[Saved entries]
•••••
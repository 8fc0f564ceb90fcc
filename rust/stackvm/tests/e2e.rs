//! End-to-end tests: assemble small programs and run them on the machine.

use std::cell::RefCell;
use std::rc::Rc;

use stackvm::vm::{DebugEvent, StackFrame};
use stackvm::{
    ExitCode, Function, Machine, OutputBuffer, Program, ResourceLimits, Slot, Stdlib, Value,
    VmError,
};

/// Helper: build a machine over `functions` that captures its output.
fn machine(functions: Vec<Function>) -> (Machine, OutputBuffer) {
    let buffer = OutputBuffer::default();
    let program = Program::new(functions);
    let machine = Machine::with_builtins(
        &program,
        &ResourceLimits::default(),
        Box::new(Stdlib::capturing(buffer.clone())),
    )
    .expect("program should load");
    (machine, buffer)
}

/// Helper: run `_entry` to completion.
fn run_entry(source: &str) -> (Machine, OutputBuffer) {
    run_functions(vec![Function::new("_entry", source)])
}

fn run_functions(functions: Vec<Function>) -> (Machine, OutputBuffer) {
    let (mut vm, buffer) = machine(functions);
    vm.run().expect("program should run");
    (vm, buffer)
}

/// Helper: run and expect a fault.
fn run_err(functions: Vec<Function>) -> VmError {
    let (mut vm, _) = machine(functions);
    match vm.run() {
        Err(e) => e,
        Ok(()) => panic!("expected error, stack was {:?}", vm.stack()),
    }
}

fn run_entry_err(source: &str) -> VmError {
    run_err(vec![Function::new("_entry", source)])
}

fn int(n: i32) -> Slot {
    Slot::Value(Value::Int(n))
}

fn top(vm: &Machine) -> &Slot {
    vm.stack().last().expect("stack should not be empty")
}

// ─── Stack and literals ───

#[test]
fn e2e_literals_are_typed() {
    let (vm, _) = run_entry(r#"LOAD_CONST 1 LOAD_CONST 2.5 LOAD_CONST true LOAD_CONST "a b" LOAD_CONST NULL HALT"#);
    assert_eq!(
        vm.stack(),
        &[
            int(1),
            Slot::Value(Value::Double(2.5)),
            Slot::Value(Value::Bool(true)),
            Slot::Value(Value::String("a b".into())),
            Slot::Value(Value::Null),
        ]
    );
}

#[test]
fn e2e_dup_and_pop() {
    let (vm, _) = run_entry("LOAD_CONST 4 DUP DUP POP HALT");
    assert_eq!(vm.stack(), &[int(4), int(4)]);
}

#[test]
fn e2e_pop_on_empty_stack_is_operation_err() {
    let err = run_entry_err("POP HALT");
    assert_eq!(err.exit_code(), ExitCode::OperationErr);
    assert!(matches!(err.root(), VmError::StackUnderflow("POP")));
}

// ─── Arithmetic ───

#[test]
fn e2e_subtraction_pops_rhs_first() {
    let (vm, _) = run_entry("LOAD_CONST 7 LOAD_CONST 2 SUB HALT");
    assert_eq!(top(&vm), &int(5));
}

#[test]
fn e2e_int_and_double_promote() {
    let (vm, _) = run_entry("LOAD_CONST 1 LOAD_CONST 2.5 ADD HALT");
    assert_eq!(top(&vm), &Slot::Value(Value::Double(3.5)));
}

#[test]
fn e2e_power_and_remainder() {
    let (vm, _) = run_entry("LOAD_CONST 2 LOAD_CONST 10 POW LOAD_CONST 7 LOAD_CONST 3 REM HALT");
    assert_eq!(vm.stack(), &[int(1024), int(1)]);
}

#[test]
fn e2e_division_by_zero_is_operation_err() {
    for source in [
        "LOAD_CONST 1 LOAD_CONST 0 DIV HALT",
        "LOAD_CONST 1.5 LOAD_CONST 0.0 DIV HALT",
        "LOAD_CONST 1 LOAD_CONST 0.0 REM HALT",
        "LOAD_CONST 3 LOAD_CONST 0 REM HALT",
    ] {
        let err = run_entry_err(source);
        assert_eq!(err.exit_code(), ExitCode::OperationErr, "{}", source);
        assert!(matches!(err.root(), VmError::DivisionByZero), "{}", source);
    }
}

#[test]
fn e2e_int_overflow_is_operation_err() {
    let err = run_entry_err("LOAD_CONST 2147483647 LOAD_CONST 1 ADD HALT");
    assert!(matches!(err.root(), VmError::ArithmeticOverflow));
    assert_eq!(err.exit_code().code(), 1);
}

#[test]
fn e2e_adding_a_string_to_an_int_fails() {
    let err = run_entry_err(r#"LOAD_CONST "x" LOAD_CONST 1 ADD HALT"#);
    assert_eq!(err.exit_code(), ExitCode::OperationErr);
}

// ─── Comparison and logic ───

#[test]
fn e2e_comparisons() {
    let (vm, _) = run_entry(
        "LOAD_CONST 1 LOAD_CONST 5 LE LOAD_CONST 2 LOAD_CONST 2.0 EQ LOAD_CONST 3 LOAD_CONST 3 NE HALT",
    );
    assert_eq!(
        vm.stack(),
        &[
            Slot::Value(Value::Bool(true)),
            Slot::Value(Value::Bool(true)),
            Slot::Value(Value::Bool(false)),
        ]
    );
}

#[test]
fn e2e_boolean_logic() {
    let (vm, _) = run_entry(
        "LOAD_CONST true LOAD_CONST false OR LOAD_CONST true LOAD_CONST false AND LOAD_CONST false NOT HALT",
    );
    assert_eq!(
        vm.stack(),
        &[
            Slot::Value(Value::Bool(true)),
            Slot::Value(Value::Bool(false)),
            Slot::Value(Value::Bool(true)),
        ]
    );
}

#[test]
fn e2e_bitwise_accepts_ints_and_booleans() {
    let (vm, _) = run_entry("LOAD_CONST 6 LOAD_CONST 3 XOR LOAD_CONST true LOAD_CONST 3 B_AND HALT");
    assert_eq!(vm.stack(), &[int(5), int(1)]);
}

#[test]
fn e2e_bitwise_rejects_strings() {
    let err = run_entry_err(r#"LOAD_CONST "x" LOAD_CONST 1 XOR HALT"#);
    assert_eq!(err.exit_code(), ExitCode::OperationErr);
}

#[test]
fn e2e_select_keeps_one_of_two() {
    let (vm, _) = run_entry("LOAD_CONST 1 LOAD_CONST 2 LOAD_CONST true SELECT HALT");
    assert_eq!(vm.stack(), &[int(2)]);
    let (vm, _) = run_entry("LOAD_CONST 1 LOAD_CONST 2 LOAD_CONST false SELECT HALT");
    assert_eq!(vm.stack(), &[int(1)]);
}

// ─── Strings ───

#[test]
fn e2e_concat_strings() {
    let (_, out) = run_entry(r#"LOAD_CONST "foo" LOAD_CONST "bar" CONCAT CALL println 1 HALT"#);
    assert_eq!(out.stdout(), "foobar\n");
}

#[test]
fn e2e_repeat_string() {
    let (vm, _) = run_entry(r#"LOAD_CONST "ab" REPEATSTR 3 LOAD_CONST "z" REPEATSTR 0 HALT"#);
    assert_eq!(
        vm.stack(),
        &[
            Slot::Value(Value::String("ababab".into())),
            Slot::Value(Value::String(String::new())),
        ]
    );
}

// ─── Locals and globals ───

#[test]
fn e2e_store_appends_or_overwrites() {
    let (vm, _) = run_entry("LOAD_CONST 1 STORE LOAD_CONST 2 STORE LOAD_CONST 9 STORE 0 LOAD 0 HALT");
    assert_eq!(vm.locals(0), &[int(9), int(2)]);
    assert_eq!(vm.stack(), &[int(9)]);
}

#[test]
fn e2e_store_past_high_water_mark_is_memory_err() {
    let err = run_entry_err("LOAD_CONST 1 STORE 3 HALT");
    assert_eq!(err.exit_code(), ExitCode::MemoryErr);
}

#[test]
fn e2e_globals_append_and_overwrite() {
    let (vm, _) = run_entry("LOAD_CONST 5 GSTORE LOAD_CONST 6 GSTORE 0 GLOAD 0 HALT");
    assert_eq!(vm.globals(), &[int(6)]);
    assert_eq!(vm.stack(), &[int(6)]);
}

#[test]
fn e2e_load_of_missing_global_is_memory_err() {
    let err = run_entry_err("GLOAD 2 HALT");
    assert_eq!(err.exit_code(), ExitCode::MemoryErr);
}

// ─── Calls ───

#[test]
fn e2e_call_passes_arguments_in_pop_order() {
    let (_, out) = run_functions(vec![
        Function::new("sub", "LOAD 0 LOAD 1 SUB RET"),
        Function::new("_entry", "LOAD_CONST 2 LOAD_CONST 3 CALL sub 2 CALL println 1 HALT"),
    ]);
    assert_eq!(out.stdout(), "1\n");
}

#[test]
fn e2e_ret_from_entry_finishes_with_result() {
    let (vm, _) = run_entry("LOAD_CONST 42 RET");
    assert!(vm.is_finished());
    assert_eq!(vm.result(), Some(&Value::Int(42)));
}

#[test]
fn e2e_halt_inside_a_callee_stops_the_machine() {
    let (vm, _) = run_functions(vec![
        Function::new("stop", "LOAD_CONST 1 HALT"),
        Function::new("_entry", "CALL stop 0 LOAD_CONST 2 HALT"),
    ]);
    assert!(vm.is_finished());
    assert_eq!(vm.depth(), 2);
    assert_eq!(vm.stack(), &[int(1)]);
}

#[test]
fn e2e_recursive_factorial() {
    let (_, out) = run_functions(vec![
        Function::new(
            "fact",
            "LOAD 0 LOAD_CONST 1 LE JMPT .base LOAD 0 LOAD 0 LOAD_CONST 1 SUB CALL fact 1 MUL RET .base: LOAD_CONST 1 RET EJMP",
        )
        .with_block(".base", 20, 23),
        Function::new("_entry", "LOAD_CONST 5 CALL fact 1 CALL println 1 HALT"),
    ]);
    assert_eq!(out.stdout(), "120\n");
}

#[test]
fn e2e_unknown_function_is_unknown_bytecode() {
    let err = run_entry_err("CALL nope 0 HALT");
    assert_eq!(err.exit_code(), ExitCode::UnknownBytecode);
    assert_eq!(err.root().to_string(), "could not find function 'nope'");
}

#[test]
fn e2e_builtin_rejects_uninitialized_argument() {
    let err = run_entry_err("LOAD_CONST 1 BUILDARR 3 0 LOAD_CONST 2 AGET CALL println 1 HALT");
    assert_eq!(err.exit_code(), ExitCode::OperationErr);
}

// ─── Faults ───

#[test]
fn e2e_missing_entry_point() {
    let program = Program::new(vec![Function::new("main", "HALT")]);
    let err = Machine::new(&program, &ResourceLimits::default()).expect_err("should not load");
    assert_eq!(err.exit_code(), ExitCode::UnknownBytecode);
    assert_eq!(
        err.to_string(),
        "could not find entry point function label: '_entry'"
    );
}

#[test]
fn e2e_unknown_mnemonic_faults_only_when_reached() {
    let (vm, _) = run_entry("HALT FOO");
    assert!(vm.is_finished());

    let err = run_entry_err("FOO HALT");
    assert_eq!(err.exit_code().code(), 254);
    assert!(matches!(err.root(), VmError::UnknownBytecode(t) if t == "FOO"));
}

#[test]
fn e2e_malformed_operand_is_unknown_bytecode() {
    let err = run_entry_err("LOAD x HALT");
    assert_eq!(err.exit_code(), ExitCode::UnknownBytecode);
}

#[test]
fn e2e_running_off_the_end_is_vm_err() {
    let err = run_entry_err("LOAD_CONST 1");
    assert_eq!(err.exit_code(), ExitCode::VmErr);
    assert_eq!(err.exit_code().code(), 255);
}

#[test]
fn e2e_fault_carries_stack_trace() {
    let err = run_err(vec![
        Function::new("boom", "LOAD_CONST 1 LOAD_CONST 0 DIV RET"),
        Function::new("_entry", "CALL boom 0 HALT"),
    ]);
    assert_eq!(
        err.stack_frames(),
        &[
            StackFrame {
                function: "_entry".into(),
                pc: 0
            },
            StackFrame {
                function: "boom".into(),
                pc: 2
            },
        ]
    );
    let message = err.to_string();
    assert!(message.starts_with("division by zero"));
    assert!(message.contains("boom (instruction 2)"));
}

// ─── Stepping and tracing ───

#[test]
fn e2e_step_executes_one_instruction() {
    let (mut vm, _) = machine(vec![Function::new("_entry", "LOAD_CONST 1 LOAD_CONST 2 ADD HALT")]);
    vm.step().expect("step");
    assert_eq!(vm.stack(), &[int(1)]);
    vm.step().expect("step");
    vm.step().expect("step");
    assert_eq!(vm.stack(), &[int(3)]);
    assert!(!vm.is_finished());
    vm.step().expect("step");
    assert!(vm.is_finished());
    assert_eq!(vm.steps(), 4);
}

#[test]
fn e2e_dump_state_lists_frames() {
    let (vm, _) = run_entry("LOAD_CONST 1 STORE LOAD_CONST 7 HALT");
    let dump = vm.dump_state();
    assert!(dump.starts_with("---\n"));
    assert!(dump.contains("Frame 0 (_entry)"));
    assert!(dump.contains("\tStack: [7]"));
    assert!(dump.contains("\tLocals: [1]"));
}

#[test]
fn e2e_debug_callback_sees_steps_and_calls() {
    let events = Rc::new(RefCell::new(Vec::new()));
    let sink = Rc::clone(&events);
    let (mut vm, _) = machine(vec![
        Function::new("one", "LOAD_CONST 1 RET"),
        Function::new("_entry", "CALL one 0 HALT"),
    ]);
    vm.debug_callback = Some(Box::new(move |event: &DebugEvent| {
        sink.borrow_mut().push(event.clone());
    }));
    vm.run().expect("program should run");

    let events = events.borrow();
    let steps = events
        .iter()
        .filter(|e| matches!(e, DebugEvent::Step { .. }))
        .count();
    assert_eq!(steps, 4);
    assert!(events
        .iter()
        .any(|e| matches!(e, DebugEvent::CallEnter { function, depth: 2 } if function == "one")));
    assert!(events.iter().any(|e| matches!(
        e,
        DebugEvent::CallExit { function, result: Some(Value::Int(1)) } if function == "one"
    )));
}

// ─── Program loading ───

#[test]
fn e2e_program_from_json() {
    let program = Program::from_json(
        r#"{"functions": [{"label": "_entry", "instructions": "LOAD_CONST \"hi there\" CALL println 1 HALT"}]}"#,
    )
    .expect("json should parse");
    let buffer = OutputBuffer::default();
    let mut vm = Machine::with_builtins(
        &program,
        &ResourceLimits::default(),
        Box::new(Stdlib::capturing(buffer.clone())),
    )
    .expect("program should load");
    vm.run().expect("program should run");
    assert_eq!(buffer.lines(), vec!["hi there".to_string()]);
}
•••••
_How to complete this task_
Your answer should consist of all lines above that include the string "there".

_Solution to the problem_
        r#"{"functions": [{"label": "_entry", "instructions": "LOAD_CONST \"hi there\" CALL println 1 HALT"}]}"#,
    assert_eq!(buffer.lines(), vec!["hi there".to_string()]);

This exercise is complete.